Quando vi que meu depoimento estava virando notícia voltada para o sensacionalismo, retomei a narrativa, conversei com algumas amigas e resolvemos criar a hashtag MeuMotoristaAbusador. Em algumas horas, recebemos depoimentos horripilantes. Não é questão apenas restrita a Uber ou táxis. Recebemos depoimento até de garotas que pegaram caronas com amigos ou conhecidos e acabaram abusadas. Pois aquele conhecido que força a barra, que põe a mão na sua perna, que tenta te beijar contra a vontade, lamento dizer, também é um assediador ou um abusador.

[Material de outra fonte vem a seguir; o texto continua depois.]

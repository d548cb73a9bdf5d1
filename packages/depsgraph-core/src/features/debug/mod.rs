//! Debug tooling: size counters, consistency checks, DOT export

pub mod consistency;
pub mod graphviz;
pub mod stats;

pub use consistency::consistency_check;
pub use graphviz::to_graphviz;
pub use stats::GraphStats;
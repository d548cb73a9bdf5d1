//! Builder map: idempotent and independent (entity, tag) records

#[path = "../common/mod.rs"]
mod common;

use depsgraph_core::features::builder_map::{BuildTags, BuilderMap};
use depsgraph_core::EntityId;
use proptest::prelude::*;

const SINGLE_TAGS: [BuildTags; 9] = [
    BuildTags::ANIMATION,
    BuildTags::PARAMETERS,
    BuildTags::TRANSFORM,
    BuildTags::GEOMETRY,
    BuildTags::SCENE_COMPOSITOR,
    BuildTags::SCENE_SEQUENCER,
    BuildTags::SCENE_AUDIO,
    BuildTags::SCENE_SPEAKERS,
    BuildTags::SCENE_SET,
];

fn tag_strategy() -> impl Strategy<Value = BuildTags> {
    (0..SINGLE_TAGS.len()).prop_map(|i| SINGLE_TAGS[i])
}

#[test]
fn test_first_call_builds_later_calls_skip() {
    let mut map = BuilderMap::new();
    let scene = EntityId(3);
    assert!(!map.check_is_built_and_tag(scene, BuildTags::SCENE_COMPOSITOR));
    for _ in 0..5 {
        assert!(map.check_is_built_and_tag(scene, BuildTags::SCENE_COMPOSITOR));
    }
    assert_eq!(map.tags(scene), BuildTags::SCENE_COMPOSITOR);
}

#[test]
fn test_complete_after_partial_tag() {
    let mut map = BuilderMap::new();
    let object = EntityId(1);
    assert!(!map.check_is_built_and_tag(object, BuildTags::ANIMATION));
    // Only part of the entity was built, the whole-entity build still runs
    assert!(!map.check_is_built_and_tag_complete(object));
    assert!(map.check_is_built_and_tag_complete(object));
    assert!(map.check_is_built(object, BuildTags::GEOMETRY));
}

#[test]
fn test_combined_tags_need_every_bit() {
    let mut map = BuilderMap::new();
    let id = EntityId(7);
    map.tag_build(id, BuildTags::PARAMETERS);
    assert!(!map.check_is_built(id, BuildTags::PARAMETERS | BuildTags::ANIMATION));
    assert!(map.check_is_built(id, BuildTags::PARAMETERS));
}

proptest! {
    #[test]
    fn prop_idempotent_tagging(entity in 0u32..64, tag in tag_strategy(), repeats in 1usize..8) {
        let mut map = BuilderMap::new();
        let id = EntityId(entity);
        prop_assert!(!map.check_is_built_and_tag(id, tag));
        let after_first = map.tags(id);
        for _ in 0..repeats {
            prop_assert!(map.check_is_built_and_tag(id, tag));
            prop_assert_eq!(map.tags(id), after_first);
            prop_assert_eq!(map.len(), 1);
        }
    }

    #[test]
    fn prop_tags_are_independent(entity in 0u32..64, a in tag_strategy(), b in tag_strategy()) {
        prop_assume!(a != b);
        let mut map = BuilderMap::new();
        let id = EntityId(entity);
        prop_assert!(!map.check_is_built_and_tag(id, a));
        prop_assert!(!map.check_is_built_and_tag(id, b));
        prop_assert!(map.check_is_built_and_tag(id, a));
        prop_assert!(map.check_is_built_and_tag(id, b));
    }

    #[test]
    fn prop_entities_are_independent(first in 0u32..64, second in 0u32..64, tag in tag_strategy()) {
        prop_assume!(first != second);
        let mut map = BuilderMap::new();
        prop_assert!(!map.check_is_built_and_tag(EntityId(first), tag));
        prop_assert!(!map.check_is_built_and_tag(EntityId(second), tag));
        prop_assert_eq!(map.len(), 2);
    }
}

O cara que força sexo porque você foi até a casa dele, o cara que não respeita seu “não”, mesmo que você já esteja nua na cama com ele, esse cara também é um agressor. Sexo sem consentimento não é sexo, é estupro.

Isso é uma pontinha do que nos acontece. Uma pontinha.

Esperamos conseguir ir além dessa pontinha que apareceu e discutir o problema a fundo. E não adianta fazer isso apenas entre mulheres. Se quem está perpetrando a violência contra a mulher é o homem, rapazes, vocês precisam conversar entre si e nos escutar.

A palavra é a minha arma, e é ela que escolhi usar.

*Clara Averbuck é feminista, escritora, autora de livros como Cidade Grande no Escuro (2012) e Máquina de Pinball (2002), entre outros.